Dow, SPX Fall Off the Cliff?
If secondary trendlines are broken, the way down will be steep.
Needless to say, even with that "secondary" counter-trend bull move, the market still remained down 40% from the October 2007 high. Again, I point this out for the sole purpose of relating it to the markets' technical development through 2009 thus far.
Within the first quarter, the SPX dropped 30% and began its latest secondary bull move on March 6. As discussed in my firm's first quarter report, this still left the markets down almost 12% for the quarter - yet another record.
Since the second quarter began, the secondary bull-market rally has seen some astonishing resilience; to be honest, it was somewhat more than I was expecting. Nevertheless, this latest counter-trend rally off the lows, as of yesterday, has put the SPX back to its 2009 starting point.
Okay, that's the good news. Now for the rest.
Technically, the markets are at a very large inflection point with a triple convergence of resistance:
- Cyclical Bear Market downtrend line (RED)
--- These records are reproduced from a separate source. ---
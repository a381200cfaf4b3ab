// gpu/gradient.rs — the batched tiled convolution engine and its
// directional kernel store.
//
// This is the GPU mirror of gradient::gradient_magnitude and must agree
// with it BYTE-FOR-BYTE (integer arithmetic end to end — no float
// tolerance applies here).
//
// KERNEL STORE
// ─────────────
// The two 3×3 directional kernels live in a 96-byte uniform buffer
// created once with the pipeline and written by `configure()` before any
// dispatch — write-once, read-many for the duration of one run; the next
// run may reconfigure. Uniform memory is the broadcast read-only class on
// every backend wgpu targets, which is what the per-access latency of the
// inner convolution loop wants.
//
// DISPATCH
// ─────────
// Workgroups are WG_X × WG_Y × WG_Z invocations; z carries a batch slice.
// Each invocation stages its own pixel into the workgroup tile behind a
// single barrier, then accumulates both directional sums in i32 over
// tile-local clamped coordinates. See gradient.rs for the border-policy
// contract this kernel preserves.

use wgpu::util::DeviceExt;

use crate::batch::LUMA_CHANNELS;
use crate::error::PipelineError;
use crate::gpu::batch::GpuBatch;
use crate::gpu::device::GpuDevice;
use crate::gradient::validate_kernel_width;
use crate::kernels::{DirectionalKernels, SOBEL_WIDTH};

/// Uniform params (must match GradientParams in gradient.wgsl).
#[repr(C)]
#[derive(Copy, Clone, bytemuck::Pod, bytemuck::Zeroable)]
struct GradientParams {
    width: u32,
    height: u32,
    batch: u32,
    radius: u32,
}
- 200-Day Moving Average (DMA)
- Horizontal Resistance dating back to November
Click to enlarge
This 2-year chart of the SPX gives a good view from a helicopter of the intent of this article, but let's take a closer look. For this, I want to turn to the third youngest sister, the NASDAQ. I believe the market has already broken the secondary bull move and is transitioning back to bear.
Click to enlarge
Realizing this graph is very busy, I'll bullet the technical points:
- On May 7, the NASDAQ had a massive key reversal day (and bearish engulfing), with the largest volume since October of last year.
- This corresponded to its 200-DMA and the horizontal resistance from the same time period.
- 3 days later, the NASDAQ broke the secondary bull market line.
- The NASDAQ bounced off the horizontal support with what seemed to be no volume
- Yesterday, the NASDAQ retested the 200-DMA, the horizontal resistance, and its latest high, then completed another reversal day on increased volume.
The youngest sister (the Russell 2000) is very similar in technical stance: I believe the secondary trend is broken, and the index is once again transitioning to a bear-market stance.
Many pundits have been clamoring for an end to this latest bull move, including myself. Until now, the evidence didn't justify the claim. The key to completion, in my humble opinion, is when the 2 eldest sisters (the Dow and the SPX) break their secondary trend lines. When this occurs, it could be like lemmings off a cliff; the next move down could be just as violent as 2008.
Everyone is waiting for something to happen; it hasn't yet, and the tension is building. When it begins, no one will want to be the last man standing. Given the road signs and the overwhelming fundamental evidence we've seen lately, I have to conclude that not much has changed in the economy.
I don't believe it's a question of whether or not it will happen - the only question is when.